- _Activity_
From the listing below, pull each line that includes "AttemptRequest".
· · · · · · ·
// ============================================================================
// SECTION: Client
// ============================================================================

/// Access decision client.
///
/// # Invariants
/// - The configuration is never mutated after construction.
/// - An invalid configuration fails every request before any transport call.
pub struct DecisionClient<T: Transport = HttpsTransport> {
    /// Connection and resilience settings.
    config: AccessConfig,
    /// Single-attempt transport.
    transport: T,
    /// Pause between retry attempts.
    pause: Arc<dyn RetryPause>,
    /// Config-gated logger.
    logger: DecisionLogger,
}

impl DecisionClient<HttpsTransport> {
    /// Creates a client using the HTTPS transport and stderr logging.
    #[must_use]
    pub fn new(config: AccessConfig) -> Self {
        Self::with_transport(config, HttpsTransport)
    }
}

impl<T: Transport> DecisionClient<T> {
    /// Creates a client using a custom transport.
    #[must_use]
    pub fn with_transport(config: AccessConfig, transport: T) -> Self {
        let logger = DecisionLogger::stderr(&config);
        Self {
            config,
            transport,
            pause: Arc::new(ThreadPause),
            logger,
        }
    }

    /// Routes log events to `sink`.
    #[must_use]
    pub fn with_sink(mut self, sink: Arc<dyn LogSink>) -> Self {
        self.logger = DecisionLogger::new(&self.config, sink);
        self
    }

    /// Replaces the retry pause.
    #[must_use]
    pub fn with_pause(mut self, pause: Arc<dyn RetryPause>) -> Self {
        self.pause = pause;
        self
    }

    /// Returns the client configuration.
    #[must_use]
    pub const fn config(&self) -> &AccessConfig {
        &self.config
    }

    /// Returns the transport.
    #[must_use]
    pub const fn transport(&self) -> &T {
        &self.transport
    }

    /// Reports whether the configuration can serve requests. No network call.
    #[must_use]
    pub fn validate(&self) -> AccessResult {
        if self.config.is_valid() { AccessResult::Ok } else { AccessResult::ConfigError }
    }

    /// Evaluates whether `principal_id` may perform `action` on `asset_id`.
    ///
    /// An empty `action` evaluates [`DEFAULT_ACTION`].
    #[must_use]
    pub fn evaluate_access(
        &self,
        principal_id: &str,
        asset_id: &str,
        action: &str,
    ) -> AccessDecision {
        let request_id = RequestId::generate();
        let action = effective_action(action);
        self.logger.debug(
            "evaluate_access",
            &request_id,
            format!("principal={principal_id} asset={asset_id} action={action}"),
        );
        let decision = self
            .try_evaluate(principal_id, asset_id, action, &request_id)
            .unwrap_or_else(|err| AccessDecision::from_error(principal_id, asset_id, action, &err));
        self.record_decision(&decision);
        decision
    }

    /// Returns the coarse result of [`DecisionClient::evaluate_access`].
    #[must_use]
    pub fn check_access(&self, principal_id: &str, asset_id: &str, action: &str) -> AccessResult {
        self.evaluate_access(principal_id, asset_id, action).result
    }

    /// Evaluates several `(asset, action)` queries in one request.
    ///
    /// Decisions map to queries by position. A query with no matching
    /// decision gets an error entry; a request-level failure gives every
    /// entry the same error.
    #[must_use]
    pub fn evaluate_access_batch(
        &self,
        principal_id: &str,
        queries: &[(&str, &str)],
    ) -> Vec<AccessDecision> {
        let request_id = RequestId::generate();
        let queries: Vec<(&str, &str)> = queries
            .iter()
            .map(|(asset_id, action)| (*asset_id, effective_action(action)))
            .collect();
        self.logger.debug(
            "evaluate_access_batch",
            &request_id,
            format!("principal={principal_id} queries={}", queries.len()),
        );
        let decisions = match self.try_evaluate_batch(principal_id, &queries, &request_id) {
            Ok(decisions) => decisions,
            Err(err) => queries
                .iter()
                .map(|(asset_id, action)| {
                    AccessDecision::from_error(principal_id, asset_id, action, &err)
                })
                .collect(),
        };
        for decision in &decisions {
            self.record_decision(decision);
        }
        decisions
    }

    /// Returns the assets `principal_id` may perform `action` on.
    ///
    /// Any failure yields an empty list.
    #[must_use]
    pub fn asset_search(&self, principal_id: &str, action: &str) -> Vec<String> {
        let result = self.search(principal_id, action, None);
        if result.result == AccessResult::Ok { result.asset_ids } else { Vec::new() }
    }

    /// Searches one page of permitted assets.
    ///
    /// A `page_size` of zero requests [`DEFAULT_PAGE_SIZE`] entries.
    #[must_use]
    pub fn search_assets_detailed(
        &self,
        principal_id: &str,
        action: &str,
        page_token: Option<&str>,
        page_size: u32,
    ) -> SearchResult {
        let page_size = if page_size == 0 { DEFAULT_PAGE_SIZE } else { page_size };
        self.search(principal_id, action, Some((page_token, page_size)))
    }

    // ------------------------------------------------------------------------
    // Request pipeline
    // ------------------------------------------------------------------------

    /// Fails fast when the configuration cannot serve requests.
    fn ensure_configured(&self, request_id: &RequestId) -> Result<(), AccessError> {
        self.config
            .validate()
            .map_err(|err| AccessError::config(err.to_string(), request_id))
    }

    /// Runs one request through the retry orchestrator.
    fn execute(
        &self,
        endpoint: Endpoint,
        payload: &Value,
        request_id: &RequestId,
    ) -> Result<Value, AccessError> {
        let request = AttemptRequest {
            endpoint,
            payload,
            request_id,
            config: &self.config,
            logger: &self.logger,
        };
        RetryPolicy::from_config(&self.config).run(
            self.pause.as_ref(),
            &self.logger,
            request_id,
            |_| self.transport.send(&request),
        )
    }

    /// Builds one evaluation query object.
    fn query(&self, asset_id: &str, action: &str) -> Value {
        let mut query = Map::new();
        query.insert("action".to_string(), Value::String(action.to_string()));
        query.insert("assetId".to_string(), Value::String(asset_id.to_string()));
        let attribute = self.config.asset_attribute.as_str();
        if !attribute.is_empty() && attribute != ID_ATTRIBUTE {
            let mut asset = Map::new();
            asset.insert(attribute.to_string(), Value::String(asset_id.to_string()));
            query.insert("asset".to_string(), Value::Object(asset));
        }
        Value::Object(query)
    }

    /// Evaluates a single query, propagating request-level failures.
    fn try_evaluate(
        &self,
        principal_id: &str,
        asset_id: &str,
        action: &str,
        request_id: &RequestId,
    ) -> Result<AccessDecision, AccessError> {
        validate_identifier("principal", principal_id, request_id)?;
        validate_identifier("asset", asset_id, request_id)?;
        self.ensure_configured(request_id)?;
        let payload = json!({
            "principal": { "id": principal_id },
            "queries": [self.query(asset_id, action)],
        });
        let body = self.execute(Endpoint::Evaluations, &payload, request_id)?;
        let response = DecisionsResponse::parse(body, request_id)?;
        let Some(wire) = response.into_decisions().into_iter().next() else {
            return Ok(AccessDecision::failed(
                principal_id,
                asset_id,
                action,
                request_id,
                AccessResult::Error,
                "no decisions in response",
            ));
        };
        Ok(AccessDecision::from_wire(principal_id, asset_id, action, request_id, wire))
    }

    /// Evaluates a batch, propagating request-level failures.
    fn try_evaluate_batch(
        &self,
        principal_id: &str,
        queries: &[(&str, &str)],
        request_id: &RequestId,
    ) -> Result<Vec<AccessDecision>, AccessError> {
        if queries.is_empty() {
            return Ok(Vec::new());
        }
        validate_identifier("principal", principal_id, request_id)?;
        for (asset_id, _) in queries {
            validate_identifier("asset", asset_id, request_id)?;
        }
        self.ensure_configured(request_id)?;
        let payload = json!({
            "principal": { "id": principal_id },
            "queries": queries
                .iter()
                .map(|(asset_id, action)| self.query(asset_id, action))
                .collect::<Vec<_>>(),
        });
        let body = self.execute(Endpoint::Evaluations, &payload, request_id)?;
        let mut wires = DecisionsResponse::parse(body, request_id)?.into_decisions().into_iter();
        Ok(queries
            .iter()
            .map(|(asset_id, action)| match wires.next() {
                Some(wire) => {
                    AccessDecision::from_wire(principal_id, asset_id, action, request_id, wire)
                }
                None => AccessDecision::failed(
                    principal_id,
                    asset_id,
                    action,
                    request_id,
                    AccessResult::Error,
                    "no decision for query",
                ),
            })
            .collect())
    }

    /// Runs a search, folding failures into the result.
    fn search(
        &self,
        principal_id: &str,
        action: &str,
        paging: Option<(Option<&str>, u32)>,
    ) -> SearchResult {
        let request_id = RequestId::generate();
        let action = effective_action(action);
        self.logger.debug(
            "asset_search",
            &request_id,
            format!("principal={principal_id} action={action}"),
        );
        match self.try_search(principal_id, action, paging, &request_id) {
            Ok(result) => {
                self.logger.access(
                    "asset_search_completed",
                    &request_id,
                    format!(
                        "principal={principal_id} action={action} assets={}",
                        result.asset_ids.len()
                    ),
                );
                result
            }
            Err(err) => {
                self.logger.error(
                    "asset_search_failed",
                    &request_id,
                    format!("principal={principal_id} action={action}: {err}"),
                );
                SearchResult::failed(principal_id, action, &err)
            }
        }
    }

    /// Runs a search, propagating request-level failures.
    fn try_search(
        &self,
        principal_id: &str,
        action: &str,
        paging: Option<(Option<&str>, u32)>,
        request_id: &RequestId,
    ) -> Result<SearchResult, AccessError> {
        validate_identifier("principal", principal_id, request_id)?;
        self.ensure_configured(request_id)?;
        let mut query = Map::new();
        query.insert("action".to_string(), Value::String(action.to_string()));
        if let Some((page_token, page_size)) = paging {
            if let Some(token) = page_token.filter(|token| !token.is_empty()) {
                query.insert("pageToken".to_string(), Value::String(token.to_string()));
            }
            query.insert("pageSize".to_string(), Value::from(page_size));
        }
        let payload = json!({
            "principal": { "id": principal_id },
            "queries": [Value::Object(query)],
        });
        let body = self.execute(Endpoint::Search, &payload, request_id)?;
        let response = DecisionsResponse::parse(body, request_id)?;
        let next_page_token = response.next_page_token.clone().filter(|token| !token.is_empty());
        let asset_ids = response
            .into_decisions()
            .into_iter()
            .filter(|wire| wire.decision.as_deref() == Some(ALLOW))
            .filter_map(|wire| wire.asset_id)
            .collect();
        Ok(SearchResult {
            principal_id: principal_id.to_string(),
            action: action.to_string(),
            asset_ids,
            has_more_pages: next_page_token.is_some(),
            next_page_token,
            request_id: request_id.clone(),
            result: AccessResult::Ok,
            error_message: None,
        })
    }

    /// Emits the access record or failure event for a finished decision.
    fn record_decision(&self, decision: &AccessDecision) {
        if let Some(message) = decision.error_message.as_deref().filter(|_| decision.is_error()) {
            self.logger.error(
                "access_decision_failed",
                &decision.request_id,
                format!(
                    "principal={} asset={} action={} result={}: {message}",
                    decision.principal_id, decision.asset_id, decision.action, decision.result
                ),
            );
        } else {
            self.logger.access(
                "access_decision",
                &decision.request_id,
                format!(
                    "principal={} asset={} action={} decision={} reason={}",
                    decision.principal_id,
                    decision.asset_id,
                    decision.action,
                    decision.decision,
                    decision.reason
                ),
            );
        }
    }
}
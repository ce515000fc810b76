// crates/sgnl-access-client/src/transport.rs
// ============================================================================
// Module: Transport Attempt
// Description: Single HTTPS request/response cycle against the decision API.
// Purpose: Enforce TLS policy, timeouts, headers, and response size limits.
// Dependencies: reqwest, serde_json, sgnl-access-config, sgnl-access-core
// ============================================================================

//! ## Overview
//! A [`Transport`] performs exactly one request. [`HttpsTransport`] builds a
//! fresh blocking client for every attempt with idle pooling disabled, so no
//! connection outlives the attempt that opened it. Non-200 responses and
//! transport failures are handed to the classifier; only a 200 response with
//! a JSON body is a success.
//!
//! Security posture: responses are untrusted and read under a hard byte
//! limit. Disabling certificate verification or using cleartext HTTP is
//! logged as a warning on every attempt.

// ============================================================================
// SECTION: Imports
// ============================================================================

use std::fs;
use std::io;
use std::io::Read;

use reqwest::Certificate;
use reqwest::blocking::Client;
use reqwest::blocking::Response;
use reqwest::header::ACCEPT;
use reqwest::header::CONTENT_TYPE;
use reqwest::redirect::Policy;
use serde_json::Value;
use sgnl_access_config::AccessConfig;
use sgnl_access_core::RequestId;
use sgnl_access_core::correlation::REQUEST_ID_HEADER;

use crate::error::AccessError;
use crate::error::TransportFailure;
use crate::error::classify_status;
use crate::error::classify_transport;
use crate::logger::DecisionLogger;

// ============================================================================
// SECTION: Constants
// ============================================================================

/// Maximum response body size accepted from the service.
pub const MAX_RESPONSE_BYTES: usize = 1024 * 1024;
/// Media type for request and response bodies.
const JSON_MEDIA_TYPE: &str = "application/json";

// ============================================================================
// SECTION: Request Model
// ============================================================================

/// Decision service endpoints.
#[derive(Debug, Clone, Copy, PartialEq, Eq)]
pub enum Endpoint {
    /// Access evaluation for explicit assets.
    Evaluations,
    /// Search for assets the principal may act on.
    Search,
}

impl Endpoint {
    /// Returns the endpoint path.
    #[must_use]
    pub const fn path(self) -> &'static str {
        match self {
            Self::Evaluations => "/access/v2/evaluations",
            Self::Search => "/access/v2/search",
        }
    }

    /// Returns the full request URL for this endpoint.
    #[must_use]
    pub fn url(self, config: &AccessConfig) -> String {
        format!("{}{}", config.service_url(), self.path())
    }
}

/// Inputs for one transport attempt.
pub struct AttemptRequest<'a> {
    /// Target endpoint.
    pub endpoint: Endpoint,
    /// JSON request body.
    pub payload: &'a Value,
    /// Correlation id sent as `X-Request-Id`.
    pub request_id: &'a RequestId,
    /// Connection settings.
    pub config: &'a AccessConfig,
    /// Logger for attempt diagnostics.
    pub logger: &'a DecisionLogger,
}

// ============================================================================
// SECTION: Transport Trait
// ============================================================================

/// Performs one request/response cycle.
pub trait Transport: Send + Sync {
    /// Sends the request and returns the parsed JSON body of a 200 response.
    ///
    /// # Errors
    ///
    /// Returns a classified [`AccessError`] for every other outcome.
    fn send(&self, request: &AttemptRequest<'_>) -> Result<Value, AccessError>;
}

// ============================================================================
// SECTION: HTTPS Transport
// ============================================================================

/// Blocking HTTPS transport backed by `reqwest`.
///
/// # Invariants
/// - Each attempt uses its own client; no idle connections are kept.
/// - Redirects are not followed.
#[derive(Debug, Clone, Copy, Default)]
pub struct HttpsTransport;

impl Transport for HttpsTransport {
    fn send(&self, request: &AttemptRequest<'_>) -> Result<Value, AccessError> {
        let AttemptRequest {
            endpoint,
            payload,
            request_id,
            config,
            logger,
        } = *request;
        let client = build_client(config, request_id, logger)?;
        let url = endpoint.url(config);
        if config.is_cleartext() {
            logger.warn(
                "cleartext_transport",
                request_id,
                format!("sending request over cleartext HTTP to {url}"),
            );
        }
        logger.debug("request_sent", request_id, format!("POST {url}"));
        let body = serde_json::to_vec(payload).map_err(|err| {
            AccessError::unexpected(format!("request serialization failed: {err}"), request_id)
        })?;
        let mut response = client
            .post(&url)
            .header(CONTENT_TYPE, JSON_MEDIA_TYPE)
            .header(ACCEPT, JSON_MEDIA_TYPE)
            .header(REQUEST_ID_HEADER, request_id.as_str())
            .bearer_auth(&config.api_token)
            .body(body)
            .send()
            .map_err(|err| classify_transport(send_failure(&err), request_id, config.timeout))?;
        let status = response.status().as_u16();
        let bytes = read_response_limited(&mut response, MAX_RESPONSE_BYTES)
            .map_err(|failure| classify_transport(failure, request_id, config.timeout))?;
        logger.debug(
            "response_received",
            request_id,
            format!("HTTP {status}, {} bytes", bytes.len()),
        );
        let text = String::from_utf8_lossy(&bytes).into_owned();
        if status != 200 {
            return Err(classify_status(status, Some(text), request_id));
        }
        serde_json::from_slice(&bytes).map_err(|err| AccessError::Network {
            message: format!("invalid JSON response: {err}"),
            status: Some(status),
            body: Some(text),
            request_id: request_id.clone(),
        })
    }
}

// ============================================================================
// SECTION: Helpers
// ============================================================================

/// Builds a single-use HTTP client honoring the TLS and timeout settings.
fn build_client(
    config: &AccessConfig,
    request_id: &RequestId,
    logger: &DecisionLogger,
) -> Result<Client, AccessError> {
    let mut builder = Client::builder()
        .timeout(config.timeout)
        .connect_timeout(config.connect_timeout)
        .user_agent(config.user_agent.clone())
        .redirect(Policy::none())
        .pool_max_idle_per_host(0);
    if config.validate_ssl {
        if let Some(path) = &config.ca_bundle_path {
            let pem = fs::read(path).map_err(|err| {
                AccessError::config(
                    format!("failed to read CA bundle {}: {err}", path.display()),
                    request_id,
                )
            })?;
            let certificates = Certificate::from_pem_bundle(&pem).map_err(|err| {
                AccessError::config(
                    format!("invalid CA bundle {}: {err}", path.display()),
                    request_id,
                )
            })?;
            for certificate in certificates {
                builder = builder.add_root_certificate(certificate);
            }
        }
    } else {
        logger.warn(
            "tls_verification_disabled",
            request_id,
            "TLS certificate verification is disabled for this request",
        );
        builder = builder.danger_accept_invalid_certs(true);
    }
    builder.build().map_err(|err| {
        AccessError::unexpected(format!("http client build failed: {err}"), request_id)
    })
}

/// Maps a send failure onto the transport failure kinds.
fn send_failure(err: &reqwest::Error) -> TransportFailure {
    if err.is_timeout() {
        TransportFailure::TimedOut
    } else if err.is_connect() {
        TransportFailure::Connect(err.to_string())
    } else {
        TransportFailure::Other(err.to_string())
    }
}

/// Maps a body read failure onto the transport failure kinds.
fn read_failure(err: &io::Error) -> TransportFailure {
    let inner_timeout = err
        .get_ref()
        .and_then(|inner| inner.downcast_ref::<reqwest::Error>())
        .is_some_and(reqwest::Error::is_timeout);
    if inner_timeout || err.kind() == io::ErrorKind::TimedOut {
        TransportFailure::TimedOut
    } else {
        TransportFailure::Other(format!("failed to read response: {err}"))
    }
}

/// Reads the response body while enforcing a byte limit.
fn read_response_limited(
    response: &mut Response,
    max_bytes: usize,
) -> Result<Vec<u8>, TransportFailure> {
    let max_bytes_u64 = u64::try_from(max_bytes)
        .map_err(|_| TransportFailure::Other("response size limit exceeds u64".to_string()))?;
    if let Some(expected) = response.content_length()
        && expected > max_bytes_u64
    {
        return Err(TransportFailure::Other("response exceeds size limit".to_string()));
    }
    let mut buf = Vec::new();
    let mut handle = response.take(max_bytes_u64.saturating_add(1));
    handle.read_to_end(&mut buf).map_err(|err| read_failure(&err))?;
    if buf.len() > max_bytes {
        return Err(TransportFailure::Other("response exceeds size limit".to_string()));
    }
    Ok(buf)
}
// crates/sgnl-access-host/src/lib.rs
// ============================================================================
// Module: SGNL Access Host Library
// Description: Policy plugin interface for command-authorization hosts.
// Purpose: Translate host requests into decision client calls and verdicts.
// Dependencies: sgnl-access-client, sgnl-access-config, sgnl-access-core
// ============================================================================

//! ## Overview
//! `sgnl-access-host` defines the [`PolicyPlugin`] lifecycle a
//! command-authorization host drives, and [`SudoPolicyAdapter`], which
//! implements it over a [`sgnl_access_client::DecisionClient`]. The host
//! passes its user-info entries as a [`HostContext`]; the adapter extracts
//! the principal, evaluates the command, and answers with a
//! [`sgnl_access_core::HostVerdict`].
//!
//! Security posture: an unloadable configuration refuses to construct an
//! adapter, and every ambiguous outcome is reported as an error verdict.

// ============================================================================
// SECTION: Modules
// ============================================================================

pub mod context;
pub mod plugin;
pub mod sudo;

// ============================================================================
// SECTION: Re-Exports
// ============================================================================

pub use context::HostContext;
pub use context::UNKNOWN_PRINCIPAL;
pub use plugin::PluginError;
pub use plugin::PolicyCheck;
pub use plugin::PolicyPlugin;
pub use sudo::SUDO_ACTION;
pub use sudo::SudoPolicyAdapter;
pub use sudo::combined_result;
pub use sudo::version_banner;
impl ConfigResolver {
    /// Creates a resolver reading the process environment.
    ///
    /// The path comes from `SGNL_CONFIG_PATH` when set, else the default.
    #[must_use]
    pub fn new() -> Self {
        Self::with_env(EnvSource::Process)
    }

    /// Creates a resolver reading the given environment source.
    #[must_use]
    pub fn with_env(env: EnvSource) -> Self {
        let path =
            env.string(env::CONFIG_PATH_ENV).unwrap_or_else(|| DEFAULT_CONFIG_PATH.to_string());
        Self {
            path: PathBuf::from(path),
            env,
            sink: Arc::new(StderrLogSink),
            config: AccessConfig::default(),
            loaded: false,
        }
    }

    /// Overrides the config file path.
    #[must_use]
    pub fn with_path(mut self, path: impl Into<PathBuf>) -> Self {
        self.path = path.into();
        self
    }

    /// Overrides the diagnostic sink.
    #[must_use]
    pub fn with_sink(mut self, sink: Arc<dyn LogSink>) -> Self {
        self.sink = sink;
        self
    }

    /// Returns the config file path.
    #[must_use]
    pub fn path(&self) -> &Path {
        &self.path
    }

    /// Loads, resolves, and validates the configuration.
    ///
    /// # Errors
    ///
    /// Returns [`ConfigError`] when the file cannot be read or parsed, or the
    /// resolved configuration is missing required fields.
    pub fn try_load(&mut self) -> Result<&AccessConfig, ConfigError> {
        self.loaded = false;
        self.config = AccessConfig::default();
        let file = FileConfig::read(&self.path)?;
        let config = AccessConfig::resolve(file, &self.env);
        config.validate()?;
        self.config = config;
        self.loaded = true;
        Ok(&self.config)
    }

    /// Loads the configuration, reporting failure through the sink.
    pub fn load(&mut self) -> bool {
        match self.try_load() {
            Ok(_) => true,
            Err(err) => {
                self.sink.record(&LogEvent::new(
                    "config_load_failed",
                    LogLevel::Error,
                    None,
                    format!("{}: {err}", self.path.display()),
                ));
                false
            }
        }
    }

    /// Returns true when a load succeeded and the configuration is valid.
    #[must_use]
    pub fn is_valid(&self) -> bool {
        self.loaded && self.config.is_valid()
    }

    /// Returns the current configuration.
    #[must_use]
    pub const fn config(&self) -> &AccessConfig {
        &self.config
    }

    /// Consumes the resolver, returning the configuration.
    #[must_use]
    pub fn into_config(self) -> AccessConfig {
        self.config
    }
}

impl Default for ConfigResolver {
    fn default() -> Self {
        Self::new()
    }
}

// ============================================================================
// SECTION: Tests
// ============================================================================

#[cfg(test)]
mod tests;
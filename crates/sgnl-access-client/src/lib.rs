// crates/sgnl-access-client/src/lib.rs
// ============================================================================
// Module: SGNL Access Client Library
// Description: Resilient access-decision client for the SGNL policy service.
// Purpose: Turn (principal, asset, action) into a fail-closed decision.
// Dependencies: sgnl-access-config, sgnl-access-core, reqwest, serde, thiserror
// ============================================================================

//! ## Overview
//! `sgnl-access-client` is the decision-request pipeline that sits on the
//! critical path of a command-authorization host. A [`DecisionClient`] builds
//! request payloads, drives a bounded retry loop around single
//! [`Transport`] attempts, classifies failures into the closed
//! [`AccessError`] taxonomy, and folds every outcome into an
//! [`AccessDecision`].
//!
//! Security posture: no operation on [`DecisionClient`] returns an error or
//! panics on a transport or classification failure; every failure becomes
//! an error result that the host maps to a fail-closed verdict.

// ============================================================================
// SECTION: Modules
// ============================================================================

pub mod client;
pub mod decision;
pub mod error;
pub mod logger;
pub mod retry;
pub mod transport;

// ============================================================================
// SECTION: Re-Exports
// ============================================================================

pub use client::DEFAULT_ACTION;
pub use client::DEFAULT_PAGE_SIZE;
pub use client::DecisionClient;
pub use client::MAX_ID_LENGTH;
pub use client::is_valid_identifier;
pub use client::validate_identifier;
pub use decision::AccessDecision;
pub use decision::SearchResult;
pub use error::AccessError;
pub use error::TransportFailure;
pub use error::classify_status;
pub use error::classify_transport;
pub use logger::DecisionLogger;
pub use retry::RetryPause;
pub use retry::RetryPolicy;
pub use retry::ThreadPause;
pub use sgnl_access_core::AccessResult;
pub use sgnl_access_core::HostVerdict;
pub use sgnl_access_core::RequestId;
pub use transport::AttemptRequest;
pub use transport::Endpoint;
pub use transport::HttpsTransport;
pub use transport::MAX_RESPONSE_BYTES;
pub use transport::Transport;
· · · · · · ·
- _Output of the task_
        let request = AttemptRequest {
pub struct AttemptRequest<'a> {
    fn send(&self, request: &AttemptRequest<'_>) -> Result<Value, AccessError>;
    fn send(&self, request: &AttemptRequest<'_>) -> Result<Value, AccessError> {
        let AttemptRequest {
pub use transport::AttemptRequest;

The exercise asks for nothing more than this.